Comment accueillez-vous la proposition d’Emmanuel Macron d’organiser à Genève un sommet Poutine-Zelensky?
Vincent Subilia: Très favorablement et je remercie le président Macron de rappeler le rôle que Genève est en capacité de jouer en qualité de ville berceau du multilatéralisme. De rappeler, ce faisant, la vocation naturelle de Genève d’accueillir ce type de sommet, avec toute sa force de frappe logistique. Elle en avait fait la démonstration en accueillant le sommet Poutine-Biden en juin 2021. Genève et la Suisse sont tout à fait capables de relever le défi organisationnel d’un sommet entre les présidents Poutine et Zelensky.
Où, à Genève, un tel sommet se tiendrait-il a priori?
Beaucoup de lieux peuvent s’y prêter. On peut songer à des bâtiments historiques, à des bâtiments se trouvant dans l’enceinte des Nations unies, le Palais des Nations en est un. La Villa La Grange, dans le parc du même nom, avait accueilli la rencontre Poutine-Biden. Et puis, il y a toutes les capacités hôtelières qui seront mobilisées bien sûr.
On pense au mythique Hôtel Intercontinental, qui a accueilli tant de sommets internationaux, celui, notamment, entre le président américain Ronald Reagan et le dirigeant de l’URSS, Mikhaïl Gorbatchev, en novembre 1985.
C’est une possibilité, bien sûr. L’Hôtel Intercontinental bénéficie de sa proximité géographique avec les organisations internationales. Mais ce n’est pas le seul hôtel auquel on peut songer. Et il faudra naturellement plus d’un hôtel pour loger toutes les délégations. Il faut savoir que Genève, c’est 4000 accueils présidentiels et ministériels par année.
Symboliquement, un tel sommet serait un très grand coup pour Genève, après les annonces de Donald Trump sur le désengagement budgétaire américain destiné aux ONG et organisations internationales.
C’est certain. Genève est la ville de la paix.
Cela dit, la reprise par la Suisse des sanctions économiques de l’Union européenne frappant la Russie après son invasion de l’Ukraine peuvent-elles être un handicap pour l’organisation d’un sommet Poutine-Zelensky à Genève?
La question qui se pose notamment est celle de la lecture du président Poutine des sanctions économiques de l’Union européenne effectivement reprises par la Suisse. Il me paraît très important de dire deux choses. Premièrement, il faut distinguer la Suisse de Genève ville hôte, qui l’a toujours été pour de telles circonstances. Je vous donne un exemple à l’appui de ce que je vous dis: Genève accueillait il y a de cela dix jours la numéro 3 de la Russie, la présidente du Sénat, avec un grand avion russe officiel présent sur le tarmac de l’aéroport de Cointrin. Tout cela n’a posé aucune difficulté, alors que certaines personnes du pouvoir russe sont sous mandat d’arrêt international. Eh bien, ces personnes se sont vu octroyer sans difficulté des exemptions par la Suisse.

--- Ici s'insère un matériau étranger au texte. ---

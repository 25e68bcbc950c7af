//! Timeout supervisor
//!
//! Every externally observable call is raced against a deadline. When the
//! timer wins, the operation future is dropped, which closes any provider
//! connection it held open.

use crate::error::{GatewayError, GatewayResult};
use serde::{Deserialize, Serialize};
use std::fmt;
use std::future::Future;
use std::time::Duration;
use tokio::time::Instant;

/// Deadline classes, each with its own per-environment budget
#[derive(Debug, Clone, Copy, PartialEq, Eq, Hash, Serialize, Deserialize)]
#[serde(rename_all = "snake_case")]
pub enum OperationClass {
    /// The whole inbound request
    Request,
    /// Looking up and decrypting a provider credential
    CredentialLookup,
    /// A single synchronous or structured generation, or opening a stream
    Generation,
    /// Gap between two reads of a provider stream
    StreamIdle,
}

impl fmt::Display for OperationClass {
    fn fmt(&self, f: &mut fmt::Formatter<'_>) -> fmt::Result {
        match self {
            Self::Request => write!(f, "request"),
            Self::CredentialLookup => write!(f, "credential lookup"),
            Self::Generation => write!(f, "generation"),
            Self::StreamIdle => write!(f, "stream idle"),
        }
    }
}

/// Outcome of racing an operation against a timer
#[derive(Debug)]
pub enum Raced<T> {
    Completed(T),
    TimedOut(Duration),
}

/// First of (operation, timer)
pub async fn first_of<F>(future: F, deadline: Duration) -> Raced<F::Output>
where
    F: Future,
{
    let start = Instant::now();
    tokio::select! {
        output = future => Raced::Completed(output),
        _ = tokio::time::sleep(deadline) => Raced::TimedOut(start.elapsed()),
    }
}

/// Race a fallible operation, turning an elapsed deadline into
/// [`GatewayError::Timeout`]
pub async fn race<T, F>(operation: OperationClass, deadline: Duration, future: F) -> GatewayResult<T>
where
    F: Future<Output = GatewayResult<T>>,
{
    match first_of(future, deadline).await {
        Raced::Completed(result) => result,
        Raced::TimedOut(elapsed) => {
            tracing::warn!(
                operation = %operation,
                deadline_ms = deadline.as_millis() as u64,
                "deadline exceeded"
            );
            Err(GatewayError::timeout(operation, elapsed))
        }
    }
}

#[cfg(test)]
mod tests {
    use super::*;
    use crate::error::FailureKind;

    #[tokio::test(start_paused = true)]
    async fn test_operation_wins() {
        let result = race(OperationClass::Generation, Duration::from_secs(1), async {
            tokio::time::sleep(Duration::from_millis(10)).await;
            Ok::<_, GatewayError>(42)
        })
        .await;
        assert_eq!(result.unwrap(), 42);
    }

    #[tokio::test(start_paused = true)]
    async fn test_timer_wins() {
        let result: GatewayResult<()> =
            race(OperationClass::CredentialLookup, Duration::from_secs(2), async {
                tokio::time::sleep(Duration::from_secs(60)).await;
                Ok(())
            })
            .await;

        let err = result.unwrap_err();
        assert_eq!(err.failure_kind(), FailureKind::Timeout);
        match err {
            GatewayError::Timeout {
                operation, elapsed, ..
            } => {
                assert_eq!(operation, OperationClass::CredentialLookup);
                assert!(elapsed >= Duration::from_secs(2));
                assert!(elapsed < Duration::from_secs(60));
            }
            other => panic!("unexpected error: {other}"),
        }
    }

    #[tokio::test(start_paused = true)]
    async fn test_losing_future_is_dropped() {
        struct DropFlag(std::sync::Arc<std::sync::atomic::AtomicBool>);
        impl Drop for DropFlag {
            fn drop(&mut self) {
                self.0.store(true, std::sync::atomic::Ordering::SeqCst);
            }
        }

        let dropped = std::sync::Arc::new(std::sync::atomic::AtomicBool::new(false));
        let flag = DropFlag(dropped.clone());
        let outcome = first_of(
            async move {
                let _flag = flag;
                tokio::time::sleep(Duration::from_secs(10)).await;
            },
            Duration::from_millis(5),
        )
        .await;

        assert!(matches!(outcome, Raced::TimedOut(_)));
        assert!(dropped.load(std::sync::atomic::Ordering::SeqCst));
    }
}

Quels sont le deuxième point que vous souhaitez soulever?
La neutralité suisse existe et demeure, mais elle n’implique pas que la Suisse ne reprenne pas certaines sanctions économiques. Je précise bien, économiques. Cela a été le cas contre Cuba, le Soudan et la Corée du Nord, par exemple. Là, on en parle davantage parce que la Russie est naturellement un partenaire politique de poids. Il est donc faux de considérer que la Suisse est un pays hostile ou ennemi de la Russie. Ce n’est pas le cas. Genève est une ville neutre. Elle est la capitale de la paix. C’est pour cela que le sommet Poutine-Zelensky peut se tenir dans nos murs.